Antonio, andato in tilt dopo la morte della fidanzata, pesava 76 chili prima dell'arresto. Era stato condannato per rapine, maltrattamenti ed evasione, faceva uso di sostanze stupefacenti. In carcere manifestava sintomi di depressione, insonnia e inappetenza ma il personale del penitenziario era convinto che la sua fosse soltanto una simulazione. Il ragazzo diceva che non riusciva a mangiare ma non veniva creduto. Il Garante delle persone detenute aveva più volte segnalato il suo caso alla direzione delle Vallette (9 volte da agosto 2019), senza ricevere mai una risposta. Il 14 dicembre 2019 fu portato al pronto soccorso dell'ospedale Maria Vittoria, dove il primario ne certificò l’estremo stato di denutrizione. Agli inquirenti dichiarò di "non avere mai visto niente del genere in 40 anni".
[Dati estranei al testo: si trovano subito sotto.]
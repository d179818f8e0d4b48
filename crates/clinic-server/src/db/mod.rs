//! Persistence layer
//!
//! Store traits with a PostgreSQL implementation and an in-memory one. The
//! backend is picked at startup from `STORE_BACKEND`.

use std::str::FromStr;
use std::time::Duration;

use sqlx::postgres::{PgPool, PgPoolOptions};
use thiserror::Error;

use crate::config::DatabaseConfig;

pub mod appointments;
pub mod memory;
pub mod patients;

pub use appointments::{AppointmentStore, PgAppointmentStore};
pub use memory::{InMemoryAppointmentStore, InMemoryPatientStore};
pub use patients::{PatientStore, PgPatientStore};

/// Store operation errors
#[derive(Error, Debug)]
pub enum StoreError {
    /// SQL query or connection error
    #[error("Database query failed: {0}")]
    Sqlx(#[from] sqlx::Error),

    /// Migration failure at startup
    #[error("Database migration failed: {0}")]
    Migrate(#[from] sqlx::migrate::MigrateError),

    /// Database configuration is invalid or missing
    #[error("Database configuration error: {0}. Check DATABASE_URL and connection settings.")]
    Config(String),
}

impl StoreError {
    pub fn config(message: impl Into<String>) -> Self {
        Self::Config(message.into())
    }
}

pub type StoreResult<T> = Result<T, StoreError>;

/// Which store implementation backs the server
#[derive(Debug, Clone, Copy, PartialEq, Eq, serde::Serialize, serde::Deserialize)]
#[serde(rename_all = "lowercase")]
pub enum StoreBackend {
    Postgres,
    Memory,
}

impl FromStr for StoreBackend {
    type Err = StoreError;

    fn from_str(s: &str) -> Result<Self, Self::Err> {
        match s.trim().to_ascii_lowercase().as_str() {
            "postgres" | "postgresql" | "pg" => Ok(Self::Postgres),
            "memory" | "in-memory" => Ok(Self::Memory),
            other => Err(StoreError::config(format!(
                "unknown STORE_BACKEND '{}', expected 'postgres' or 'memory'",
                other
            ))),
        }
    }
}

pub async fn create_pool(config: &DatabaseConfig) -> StoreResult<PgPool> {
    if config.url.is_empty() {
        return Err(StoreError::config("DATABASE_URL not set"));
    }

    let pool = PgPoolOptions::new()
        .max_connections(config.max_connections)
        .min_connections(config.min_connections)
        .acquire_timeout(Duration::from_secs(config.connect_timeout_secs))
        .idle_timeout(Duration::from_secs(config.idle_timeout_secs))
        .connect(&config.url)
        .await?;

    tracing::info!(
        max_connections = config.max_connections,
        min_connections = config.min_connections,
        "Database connection pool created"
    );

    Ok(pool)
}

pub async fn run_migrations(pool: &PgPool) -> StoreResult<()> {
    let mut migrator = sqlx::migrate!("../../migrations");
    // apalis records its own migrations in the same table
    migrator.set_ignore_missing(true);
    migrator.run(pool).await?;
    tracing::info!("Database migrations completed");
    Ok(())
}

pub async fn health_check(pool: &PgPool) -> StoreResult<()> {
    sqlx::query("SELECT 1")
        .execute(pool)
        .await
        .map(|_| ())
        .map_err(StoreError::from)
}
Il pm chiede l'archiviazione: la famiglia Raddi si batte

Quattro gli indagati nello staff sanitario del carcere. Alla vicenda ha lavorato il procuratore aggiunto Vincenzo Pacileo che, dopo aver giudicato superficiale la prima consulenza medico-legale sul decesso dell'uomo, ne ha disposta una seconda. Il pubblico ministero ha proposto l'archiviazione del caso nonostante i consulenti abbiano dichiarato che il progressivo calo di peso andava "contrastato diversamente, anche con l'ausilio di approfondimenti clinico-specialistici e di laboratorio". Secondo il pm non sarebbero stati raccolti elementi sufficienti per stabilire la responsabilità a carico dello staff medico delle Vallette. La tesi portata avanti dagli avvocati della famiglia Raddi, Massimo Pastore e Gianluca Vitale, è che non fu la fame ad uccidere il ragazzo ma il il deperimento avrebbe avuto un ruolo nell’insorgenza della polmonite da Klebsiella che alla fine lo uccise. I legali sostengono che Antonio stesse cercando aiutio: prendeva integratori e incontrava gli operatori per percorsi di inserimento in comunità. I genitori di Antonio non mollano, chiedono che il fascicolo non venga archiviato e che venga fatta luce sull'ennesima morte in carcere.